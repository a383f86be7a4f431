//! Geometry and sampling collaborators for image registration metrics.
//!
//! Images carry physical metadata, transforms map fixed points into the
//! moving domain, interpolators sample the moving image, and masks restrict
//! where samples are drawn.

pub mod image;
pub mod spatial;
pub mod kernel;
pub mod transform;
pub mod interpolation;
pub mod mask;

pub use image::{Image, ImageBuffer, ImageMetadata, ImageRegion};
pub use spatial::{Point, Vector, Spacing, Direction};
pub use transform::{Transform, TransformJacobian};
pub use interpolation::Interpolator;
pub use mask::Mask;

——

(Exercise directions) The lines from the start of the entries above through the line containing "pub mod mask;" are the ones to return, please; copy them exactly and include both ends.

(Your solution)
repository a383f86be7a4f431
//! Geometry and sampling collaborators for image registration metrics.
//!
//! Images carry physical metadata, transforms map fixed points into the
//! moving domain, interpolators sample the moving image, and masks restrict
//! where samples are drawn.

pub mod image;
pub mod spatial;
pub mod kernel;
pub mod transform;
pub mod interpolation;
pub mod mask;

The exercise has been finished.